The Virginia texts here presented follow in general Coffin's Story Type A, but with varied inclusions and exclusions.

AA, in which the leading characters are little Massey Grove and Lord and Lady Darnell, begins in church on a high holiday, the very first day of the year-a time and place not specified in either BB or CC. It is a somewhat condensed version, omitting all mention of the warning sent to Lord Darnell and stopping short of the two final killings with their attendant barbarity. The ending is tragic pathos rather than violence. Lord Darnell has gone "on top of the king's mountain, Prince Henry for to see." The tune is a fine one, especially as sung by Miss Bowman.

BB, with Marthyful Globes and Lord and Lady Barney as chief characters, has lost its opening stanzas, but the rest of the story is fully told, with the elaborate exchange between Lord Barney and the little footpage at King Henry's gate, and the full ending in the triple deaths, Lord Barney's barbaric slaying of his unfaithful wife before his own suicide by sword, following his killing of little Matthy in fair fight. There is evidently a euphemism in the line, "This night a bad fellow to be," perhaps representing the singer's effort to clean up what some American folk singers regard as a "dirty" song. (See Randolph, I, 125-25.) Both this text and CC following, but not AA, have tire Lord's two swords "cost me deep in purse," a characteristic expression which marks many American texts.

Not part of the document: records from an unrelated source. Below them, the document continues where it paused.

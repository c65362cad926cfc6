use axum::{
    extract::State,
    http::Method,
    response::IntoResponse,
    routing::get,
    Router,
};
use std::net::SocketAddr;
use tower_http::cors::CorsLayer;
use tower_http::trace::TraceLayer;

pub mod checkout;
pub mod error;
pub mod middleware;
pub mod reservations;
pub mod state;
pub mod vehicles;
pub mod webhooks;

pub use state::AppState;

pub fn app(state: AppState) -> Router {
    let cors = CorsLayer::new()
        .allow_origin(tower_http::cors::Any)
        .allow_methods([Method::GET, Method::POST, Method::DELETE, Method::OPTIONS])
        .allow_headers([
            axum::http::header::AUTHORIZATION,
            axum::http::header::CONTENT_TYPE,
            axum::http::header::USER_AGENT,
        ]);

    // Customer-facing routes sit behind JWT auth; the webhook authenticates
    // itself by signature and availability search is public.
    let protected = Router::new()
        .merge(reservations::routes())
        .merge(checkout::routes())
        .route_layer(axum::middleware::from_fn_with_state(
            state.clone(),
            middleware::auth::customer_auth_middleware,
        ));

    Router::new()
        .merge(protected)
        .merge(vehicles::routes())
        .merge(webhooks::routes())
        .route("/health", get(health))
        .layer(cors)
        .layer(TraceLayer::new_for_http())
        .layer(axum::middleware::from_fn_with_state(
            state.clone(),
            rate_limit_middleware,
        ))
        .with_state(state)
}

async fn health() -> impl IntoResponse {
    axum::Json(serde_json::json!({ "status": "ok" }))
}

async fn rate_limit_middleware(
    State(state): State<AppState>,
    axum::extract::ConnectInfo(addr): axum::extract::ConnectInfo<SocketAddr>,
    req: axum::extract::Request,
    next: axum::middleware::Next,
) -> Result<impl IntoResponse, impl IntoResponse> {
    let ip = addr.ip().to_string();
    let key = format!("ratelimit:{}", ip);

    match state.redis.check_rate_limit(&key, 100, 60).await {
        Ok(true) => Ok(next.run(req).await),
        Ok(false) => Err((axum::http::StatusCode::TOO_MANY_REQUESTS, "Rate limit exceeded")),
        Err(_) => Ok(next.run(req).await), // Fail open
    }
}
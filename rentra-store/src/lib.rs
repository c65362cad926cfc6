pub mod app_config;
pub mod database;
pub mod redis_repo;
pub mod reservation_repo;
pub mod vehicle_repo;

pub use database::DbClient;
pub use redis_repo::RedisClient;
pub use reservation_repo::PgReservationStore;
pub use vehicle_repo::PgVehicleStore;
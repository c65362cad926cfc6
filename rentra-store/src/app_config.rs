use serde::Deserialize;
use std::env;

#[derive(Debug, Deserialize, Clone)]
pub struct Config {
    pub server: ServerConfig,
    pub database: DatabaseConfig,
    pub redis: RedisConfig,
    pub auth: AuthConfig,
    pub gateway: GatewayConfig,
    pub rules: BookingRules,
}

#[derive(Debug, Deserialize, Clone)]
pub struct ServerConfig {
    pub port: u16,
}

#[derive(Debug, Deserialize, Clone)]
pub struct DatabaseConfig {
    pub url: String,
}

#[derive(Debug, Deserialize, Clone)]
pub struct RedisConfig {
    pub url: String,
}

#[derive(Debug, Deserialize, Clone)]
pub struct AuthConfig {
    pub jwt_secret: String,
}

#[derive(Debug, Deserialize, Clone)]
pub struct GatewayConfig {
    pub secret_key: String,
    pub webhook_secret: String,
    pub base_url: String,
    pub success_url: String,
    pub cancel_url: String,
}

/// Tunables for the booking subsystem.
///
/// `grace_window_seconds` is read by both the availability predicate and the
/// expiry reaper. It must stay a single value: if the oracle stopped
/// treating a pending reservation as blocking before the reaper expired it,
/// that window could be double-booked.
#[derive(Debug, Deserialize, Clone)]
pub struct BookingRules {
    pub grace_window_seconds: u64,
    pub lock_ttl_seconds: u64,
    pub idempotency_ttl_seconds: u64,
    pub reaper_interval_seconds: u64,
    pub verify_poll_attempts: u32,
    pub verify_poll_delay_ms: u64,
}

impl Config {
    pub fn load() -> Result<Self, config::ConfigError> {
        let run_mode = env::var("RUN_MODE").unwrap_or_else(|_| "development".into());

        let s = config::Config::builder()
            .add_source(config::File::with_name("config/default"))
            .add_source(config::File::with_name(&format!("config/{}", run_mode)).required(false))
            // Local overrides, not checked in.
            .add_source(config::File::with_name("config/local").required(false))
            // Eg. `RENTRA__SERVER__PORT=9000` overrides `server.port`.
            .add_source(config::Environment::with_prefix("RENTRA").separator("__"))
            .build()?;

        s.try_deserialize()
    }
}
use axum::{
    body::Bytes,
    extract::State,
    http::{HeaderMap, StatusCode},
    routing::post,
    Router,
};
use rentra_booking::stripe::verify_webhook_signature;
use rentra_booking::Reconciler;
use rentra_core::BookingError;
use tracing::{error, info, warn};

use crate::state::AppState;

pub fn routes() -> Router<AppState> {
    Router::new().route("/v1/webhooks/payments", post(payment_webhook))
}

/// Gateway push notifications. The signature is checked against the raw
/// body before anything is parsed; an unsigned payload never reaches the
/// reconciler.
async fn payment_webhook(
    State(state): State<AppState>,
    headers: HeaderMap,
    body: Bytes,
) -> Result<StatusCode, StatusCode> {
    let signature = headers
        .get("Stripe-Signature")
        .and_then(|h| h.to_str().ok())
        .ok_or(StatusCode::BAD_REQUEST)?;

    if let Err(e) = verify_webhook_signature(&state.webhook_secret, &body, signature) {
        warn!(error = %e, "webhook signature rejected");
        return Err(StatusCode::BAD_REQUEST);
    }

    let event = Reconciler::parse_event(&body).map_err(|e| {
        warn!(error = %e, "webhook payload rejected");
        StatusCode::BAD_REQUEST
    })?;

    match state.reconciler.apply_webhook(event).await {
        Ok(Some(reservation)) => {
            info!(reservation_id = %reservation.id, "webhook applied");
            Ok(StatusCode::OK)
        }
        Ok(None) => Ok(StatusCode::OK),
        // Already logged inside the reconciler; acknowledge so the gateway
        // stops redelivering an event no retry can fix.
        Err(BookingError::ReconciliationAnomaly { .. }) => Ok(StatusCode::OK),
        Err(BookingError::Gateway(e)) => {
            warn!(error = %e, "webhook event rejected");
            Err(StatusCode::BAD_REQUEST)
        }
        Err(BookingError::NotFound) => {
            warn!("webhook references an unknown reservation");
            Err(StatusCode::BAD_REQUEST)
        }
        Err(e) => {
            error!(error = %e, "webhook processing failed");
            Err(StatusCode::INTERNAL_SERVER_ERROR)
        }
    }
}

CC, with the main characters identified as Little Mathie Grove and Lord and Lady Daniel, is one of the fullest of American texts, even though it lacks the churchly opening. The messenger to Lord Daniel is not a little footpage, but "one of Lord Daniel's very best friends" and it may or may not be the same friend who "wishing Mathie Grove no harm" blows the warning bugle blast. Rather incongruously, after killing Little Mathie Grove by stroke of sword, Lord Daniel disposes of his wife and himself by pistol shot- obviously a late variant, possibly imported from some later song of the tragic triangle.

An omitted text identifies the principals as Lord and Lady Banner and Little Jack Grover, names which differentiate Barry's Type One of the ballad, as distinguished from his Type Two, to which AA, BB, and CC all belong. But for the names, the text does not seem to differ significantly from the three here printed, a fact which raises some question as to Barry's criteria of classification. The omitted text is fragmentary and without tune.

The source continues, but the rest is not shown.